Instructions for the task: Return only those lines of the records below in which "client" appears.

Stored items
* * * * * * * * *

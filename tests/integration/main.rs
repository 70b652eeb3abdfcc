//! Mosaic integration test harness.
//!
//! Every test runs real nodes on loopback TCP inside the test process.
//! Nodes bind port 0, so tests can run in parallel without coordination.
//! Misbehaving peers are scripted listeners that speak the wire format
//! directly.

use std::sync::Arc;
use std::time::Duration;

use anyhow::{bail, Context, Result};
use bytes::Bytes;
use tokio::net::TcpListener;
use tokio::sync::broadcast;
use tokio::task::JoinHandle;

use mosaic_core::chunk::chunk_at;
use mosaic_core::wire::{read_message, write_message};
use mosaic_core::{ChunkResponse, Message, Node, Status};
use mosaic_services::{MosaicNode, NodeSettings, PeerTransport, TcpTransport};

mod faults;
mod replication;
mod search;

// ── Harness ───────────────────────────────────────────────────────────────────

/// Deterministic test payload.
pub fn payload(len: usize) -> Bytes {
    Bytes::from((0..len).map(|i| (i * 13 % 241) as u8).collect::<Vec<u8>>())
}

pub async fn bind() -> Result<(TcpListener, Node)> {
    let listener = TcpListener::bind("127.0.0.1:0").await?;
    let port = listener.local_addr()?.port();
    Ok((listener, Node::new("127.0.0.1", port)))
}

/// An address nothing listens on.
pub async fn dead_address() -> Result<Node> {
    let (listener, node) = bind().await?;
    drop(listener);
    Ok(node)
}

/// A set of nodes that all list each other (and any extra peers) as peers.
pub struct Cluster {
    pub nodes: Vec<Arc<MosaicNode>>,
    shutdown: broadcast::Sender<()>,
}

impl Cluster {
    pub async fn start(size: usize) -> Result<Self> {
        Self::start_with(size, Vec::new(), |_| {}).await
    }

    pub async fn start_with(
        size: usize,
        extra_peers: Vec<Node>,
        tweak: impl Fn(&mut NodeSettings),
    ) -> Result<Self> {
        let mut bound = Vec::with_capacity(size);
        for _ in 0..size {
            bound.push(bind().await?);
        }
        let mut directory: Vec<Node> = bound.iter().map(|(_, node)| node.clone()).collect();
        directory.extend(extra_peers);

        let (shutdown, _) = broadcast::channel(1);
        let mut nodes = Vec::with_capacity(size);
        for (listener, local) in bound {
            let mut settings = NodeSettings::new(local, directory.clone());
            settings.replication_timeout = Duration::from_secs(2);
            settings.search_timeout = Duration::from_secs(2);
            tweak(&mut settings);

            let node = Arc::new(MosaicNode::new(settings));
            let serving = node.clone();
            let rx = shutdown.subscribe();
            tokio::spawn(async move { serving.serve(listener, rx).await });
            nodes.push(node);
        }
        Ok(Self { nodes, shutdown })
    }

    pub fn node(&self, index: usize) -> &MosaicNode {
        &self.nodes[index]
    }

    pub fn address(&self, index: usize) -> Node {
        self.nodes[index].local().clone()
    }

    /// Send one request to a node the way an external client would.
    pub async fn request(&self, index: usize, request: impl Into<Message>) -> Result<Message> {
        let reply = TcpTransport::new(Duration::from_secs(10))
            .exchange(&self.address(index), request.into())
            .await
            .context("client exchange failed")?;
        Ok(reply)
    }
}

impl Drop for Cluster {
    fn drop(&mut self) {
        let _ = self.shutdown.send(());
    }
}

/// How a scripted peer treats each connection.
#[derive(Clone)]
pub enum FakePeer {
    /// Accept, read the request, never answer.
    Hang,
    /// Accept, read the request, close without answering.
    Close,
    /// Answer chunk requests for `file` with one byte flipped.
    Corrupt { file: Bytes, chunk_size: usize },
    /// Answer with bytes that are not a frame.
    Garbage,
}

/// Start a scripted peer. The task runs until the test runtime ends.
pub async fn spawn_fake_peer(behaviour: FakePeer) -> Result<(Node, JoinHandle<()>)> {
    let (listener, node) = bind().await?;
    let identity = node.clone();
    let task = tokio::spawn(async move {
        loop {
            let Ok((mut socket, _)) = listener.accept().await else {
                return;
            };
            let behaviour = behaviour.clone();
            let identity = identity.clone();
            tokio::spawn(async move {
                let Ok(Some(request)) = read_message(&mut socket).await else {
                    return;
                };
                match behaviour {
                    FakePeer::Hang => {
                        tokio::time::sleep(Duration::from_secs(60)).await;
                    }
                    FakePeer::Close => {}
                    FakePeer::Garbage => {
                        use tokio::io::AsyncWriteExt;
                        let _ = socket.write_all(b"not a mosaic frame at all").await;
                    }
                    FakePeer::Corrupt { file, chunk_size } => {
                        let Message::ChunkRequest(request) = request else {
                            return;
                        };
                        let mut data = chunk_at(&file, chunk_size, request.chunk_index)
                            .unwrap_or_default()
                            .to_vec();
                        if let Some(last) = data.last_mut() {
                            *last = last.wrapping_add(1);
                        }
                        let reply = ChunkResponse {
                            status: Status::Success,
                            node: identity,
                            chunk_index: request.chunk_index,
                            data: Bytes::from(data),
                            error_message: None,
                        };
                        let _ = write_message(&mut socket, &reply.into()).await;
                    }
                }
            });
        }
    });
    Ok((node, task))
}

pub fn expect_replicate(reply: Message) -> Result<mosaic_core::ReplicateResponse> {
    match reply {
        Message::ReplicateResponse(r) => Ok(r),
        other => bail!("expected a replicate response, got {:?}", other.kind()),
    }
}

pub fn expect_search(reply: Message) -> Result<mosaic_core::SearchResponse> {
    match reply {
        Message::SearchResponse(r) => Ok(r),
        other => bail!("expected a search response, got {:?}", other.kind()),
    }
}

* * * * * * * * *

Answer:
    /// Send one request to a node the way an external client would.
            .context("client exchange failed")?;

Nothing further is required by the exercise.